**Data provided**
+--
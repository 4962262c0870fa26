// Copyright 2025 the Tether Authors
// SPDX-License-Identifier: Apache-2.0 OR MIT

//! A scripted popover session against a simulated window.
//!
//! The simulated host lays the panel out late (it measures 0x0 for the first two
//! paints), so the overlay retries before revealing it. The script then scrolls
//! the page, dismisses with Escape, re-opens inside the close grace period, and
//! finally dismisses with a click outside.
//!
//! Run:
//! - `cargo run -p tether_demos --example popover_sim`
//! - `RUST_LOG=trace cargo run -p tether_demos --example popover_sim` for every
//!   frame and listener change.

use kurbo::{Point, Rect, Size, Vec2};
use tether_overlay::{
    DismissEvent, DismissHandlers, FrameId, Host, IdSource, Key, Listeners, Overlay,
    OverlayConfig, TimerId,
};
use tether_placement::{Align, PlacementRequest, Side};
use tracing_subscriber::EnvFilter;

/// A window with one trigger button and one panel.
#[derive(Debug)]
struct SimWindow {
    viewport: Size,
    trigger: Rect,
    panel: Size,
    /// Paints before the panel gets a layout.
    layout_after: u32,
    paints: u32,
    now_ms: u64,
    frames: Vec<FrameId>,
    timers: Vec<(TimerId, u64)>,
    listeners: Listeners,
}

impl SimWindow {
    fn new() -> Self {
        Self {
            viewport: Size::new(800.0, 600.0),
            trigger: Rect::from_origin_size((360.0, 500.0), (80.0, 28.0)),
            panel: Size::new(240.0, 120.0),
            layout_after: 2,
            paints: 0,
            now_ms: 0,
            frames: Vec::new(),
            timers: Vec::new(),
            listeners: Listeners::empty(),
        }
    }

    /// Deliver every requested frame, one paint at a time, until none are left.
    fn paint(&mut self, overlay: &mut Overlay) {
        while !self.frames.is_empty() {
            let id = self.frames.remove(0);
            self.paints += 1;
            if let Some(t) = overlay.on_frame(self, id) {
                tracing::info!(paint = self.paints, from = ?t.from, to = ?t.to, "transition");
            }
        }
    }

    /// Let `ms` pass and fire any timer that came due.
    fn advance(&mut self, overlay: &mut Overlay, ms: u64) {
        self.now_ms += ms;
        let now = self.now_ms;
        let (due, pending): (Vec<_>, Vec<_>) = self.timers.drain(..).partition(|(_, at)| *at <= now);
        self.timers = pending;
        for (id, _) in due {
            if let Some(t) = overlay.on_timer(self, id) {
                tracing::info!(now_ms = now, from = ?t.from, to = ?t.to, "transition");
            }
        }
    }

    fn scroll_by(&mut self, overlay: &mut Overlay, dy: f64) {
        self.trigger = self.trigger - Vec2::new(0.0, dy);
        if self.listeners.contains(Listeners::SCROLL) {
            overlay.on_scroll(self);
        }
    }
}

impl Host for SimWindow {
    fn viewport(&self) -> Size {
        self.viewport
    }

    fn trigger_rect(&self) -> Option<Rect> {
        Some(self.trigger)
    }

    fn content_size(&self) -> Option<Size> {
        if self.paints <= self.layout_after {
            Some(Size::ZERO)
        } else {
            Some(self.panel)
        }
    }

    fn request_frame(&mut self, id: FrameId) {
        tracing::trace!(frame = id.get(), "frame requested");
        self.frames.push(id);
    }

    fn cancel_frame(&mut self, id: FrameId) {
        self.frames.retain(|f| *f != id);
    }

    fn set_timeout(&mut self, id: TimerId, delay_ms: u64) {
        self.timers.push((id, self.now_ms + delay_ms));
    }

    fn clear_timeout(&mut self, id: TimerId) {
        self.timers.retain(|(t, _)| *t != id);
    }

    fn subscribe(&mut self, listeners: Listeners) {
        tracing::trace!(?listeners, "subscribe");
        self.listeners |= listeners;
    }

    fn unsubscribe(&mut self, listeners: Listeners) {
        tracing::trace!(?listeners, "unsubscribe");
        self.listeners -= listeners;
    }
}

fn report(overlay: &Overlay) {
    match overlay.revealed_placement() {
        Some(p) => tracing::info!(
            phase = ?overlay.phase(),
            top = p.top,
            left = p.left,
            side = ?p.side,
            origin = ?overlay.transform_origin(),
            "panel shown"
        ),
        None => tracing::info!(phase = ?overlay.phase(), "panel hidden"),
    }
}

fn main() {
    tracing_subscriber::fmt()
        .with_env_filter(
            EnvFilter::try_from_default_env()
                .unwrap_or_else(|_| EnvFilter::new("info,tether_overlay=debug")),
        )
        .with_target(false)
        .init();

    let mut ids = IdSource::new();
    let config = OverlayConfig::new(
        PlacementRequest::new(Side::Bottom, Align::Center).with_side_offset(6.0),
    );
    let handlers = DismissHandlers::default().with_on_interact_outside(|ev: &mut DismissEvent| {
        tracing::info!(reason = ?ev.reason(), "outside interaction");
    });
    let mut overlay = Overlay::new(config, &mut ids).with_handlers(handlers);
    let mut window = SimWindow::new();
    tracing::info!(content = %overlay.content_id(), "created");

    tracing::info!("== open: the panel has no layout for two paints ==");
    overlay.open(&mut window);
    report(&overlay);
    window.paint(&mut overlay);
    tracing::info!(attempts = overlay.attempts(), "measured");
    // The trigger sits near the bottom edge, so the panel flips above it.
    report(&overlay);

    tracing::info!("== scroll the page by 300px ==");
    window.scroll_by(&mut overlay, 300.0);
    report(&overlay);

    tracing::info!("== Escape ==");
    overlay.on_key_down(&mut window, Key::Escape);
    report(&overlay);

    tracing::info!("== re-open 50ms into the grace period ==");
    window.advance(&mut overlay, 50);
    overlay.open(&mut window);
    window.paint(&mut overlay);
    report(&overlay);

    tracing::info!("== click outside ==");
    overlay.on_pointer_down(&mut window, Point::new(20.0, 20.0));
    report(&overlay);
    let delay = overlay.config().close_delay_ms;
    window.advance(&mut overlay, delay);
    report(&overlay);

    tracing::info!(listeners = ?window.listeners, pending_frames = window.frames.len(), "done");
}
+--
**About this exercise**
Each record above has to be set down again, word for word.

**Solution**
repository 4962262c0870fa26
// Copyright 2025 the Tether Authors
// SPDX-License-Identifier: Apache-2.0 OR MIT

//! A scripted popover session against a simulated window.
//!
//! The simulated host lays the panel out late (it measures 0x0 for the first two
//! paints), so the overlay retries before revealing it. The script then scrolls
//! the page, dismisses with Escape, re-opens inside the close grace period, and
//! finally dismisses with a click outside.
//!
//! Run:
//! - `cargo run -p tether_demos --example popover_sim`
//! - `RUST_LOG=trace cargo run -p tether_demos --example popover_sim` for every
//!   frame and listener change.

use kurbo::{Point, Rect, Size, Vec2};
use tether_overlay::{
    DismissEvent, DismissHandlers, FrameId, Host, IdSource, Key, Listeners, Overlay,
    OverlayConfig, TimerId,
};
use tether_placement::{Align, PlacementRequest, Side};
use tracing_subscriber::EnvFilter;

/// A window with one trigger button and one panel.
#[derive(Debug)]
struct SimWindow {
    viewport: Size,
    trigger: Rect,
    panel: Size,
    /// Paints before the panel gets a layout.
    layout_after: u32,
    paints: u32,
    now_ms: u64,
    frames: Vec<FrameId>,
    timers: Vec<(TimerId, u64)>,
    listeners: Listeners,
}

impl SimWindow {
    fn new() -> Self {
        Self {
            viewport: Size::new(800.0, 600.0),
            trigger: Rect::from_origin_size((360.0, 500.0), (80.0, 28.0)),
            panel: Size::new(240.0, 120.0),
            layout_after: 2,
            paints: 0,
            now_ms: 0,
            frames: Vec::new(),
            timers: Vec::new(),
            listeners: Listeners::empty(),
        }
    }

    /// Deliver every requested frame, one paint at a time, until none are left.
    fn paint(&mut self, overlay: &mut Overlay) {
        while !self.frames.is_empty() {
            let id = self.frames.remove(0);
            self.paints += 1;
            if let Some(t) = overlay.on_frame(self, id) {
                tracing::info!(paint = self.paints, from = ?t.from, to = ?t.to, "transition");
            }
        }
    }

    /// Let `ms` pass and fire any timer that came due.
    fn advance(&mut self, overlay: &mut Overlay, ms: u64) {
        self.now_ms += ms;
        let now = self.now_ms;
        let (due, pending): (Vec<_>, Vec<_>) = self.timers.drain(..).partition(|(_, at)| *at <= now);
        self.timers = pending;
        for (id, _) in due {
            if let Some(t) = overlay.on_timer(self, id) {
                tracing::info!(now_ms = now, from = ?t.from, to = ?t.to, "transition");
            }
        }
    }

    fn scroll_by(&mut self, overlay: &mut Overlay, dy: f64) {
        self.trigger = self.trigger - Vec2::new(0.0, dy);
        if self.listeners.contains(Listeners::SCROLL) {
            overlay.on_scroll(self);
        }
    }
}

impl Host for SimWindow {
    fn viewport(&self) -> Size {
        self.viewport
    }

    fn trigger_rect(&self) -> Option<Rect> {
        Some(self.trigger)
    }

    fn content_size(&self) -> Option<Size> {
        if self.paints <= self.layout_after {
            Some(Size::ZERO)
        } else {
            Some(self.panel)
        }
    }

    fn request_frame(&mut self, id: FrameId) {
        tracing::trace!(frame = id.get(), "frame requested");
        self.frames.push(id);
    }

    fn cancel_frame(&mut self, id: FrameId) {
        self.frames.retain(|f| *f != id);
    }

    fn set_timeout(&mut self, id: TimerId, delay_ms: u64) {
        self.timers.push((id, self.now_ms + delay_ms));
    }

    fn clear_timeout(&mut self, id: TimerId) {
        self.timers.retain(|(t, _)| *t != id);
    }

    fn subscribe(&mut self, listeners: Listeners) {
        tracing::trace!(?listeners, "subscribe");
        self.listeners |= listeners;
    }

    fn unsubscribe(&mut self, listeners: Listeners) {
        tracing::trace!(?listeners, "unsubscribe");
        self.listeners -= listeners;
    }
}

fn report(overlay: &Overlay) {
    match overlay.revealed_placement() {
        Some(p) => tracing::info!(
            phase = ?overlay.phase(),
            top = p.top,
            left = p.left,
            side = ?p.side,
            origin = ?overlay.transform_origin(),
            "panel shown"
        ),
        None => tracing::info!(phase = ?overlay.phase(), "panel hidden"),
    }
}

fn main() {
    tracing_subscriber::fmt()
        .with_env_filter(
            EnvFilter::try_from_default_env()
                .unwrap_or_else(|_| EnvFilter::new("info,tether_overlay=debug")),
        )
        .with_target(false)
        .init();

    let mut ids = IdSource::new();
    let config = OverlayConfig::new(
        PlacementRequest::new(Side::Bottom, Align::Center).with_side_offset(6.0),
    );
    let handlers = DismissHandlers::default().with_on_interact_outside(|ev: &mut DismissEvent| {
        tracing::info!(reason = ?ev.reason(), "outside interaction");
    });
    let mut overlay = Overlay::new(config, &mut ids).with_handlers(handlers);
    let mut window = SimWindow::new();
    tracing::info!(content = %overlay.content_id(), "created");

    tracing::info!("== open: the panel has no layout for two paints ==");
    overlay.open(&mut window);
    report(&overlay);
    window.paint(&mut overlay);
    tracing::info!(attempts = overlay.attempts(), "measured");
    // The trigger sits near the bottom edge, so the panel flips above it.
    report(&overlay);

    tracing::info!("== scroll the page by 300px ==");
    window.scroll_by(&mut overlay, 300.0);
    report(&overlay);

    tracing::info!("== Escape ==");
    overlay.on_key_down(&mut window, Key::Escape);
    report(&overlay);

    tracing::info!("== re-open 50ms into the grace period ==");
    window.advance(&mut overlay, 50);
    overlay.open(&mut window);
    window.paint(&mut overlay);
    report(&overlay);

    tracing::info!("== click outside ==");
    overlay.on_pointer_down(&mut window, Point::new(20.0, 20.0));
    report(&overlay);
    let delay = overlay.config().close_delay_ms;
    window.advance(&mut overlay, delay);
    report(&overlay);

    tracing::info!(listeners = ?window.listeners, pending_frames = window.frames.len(), "done");
}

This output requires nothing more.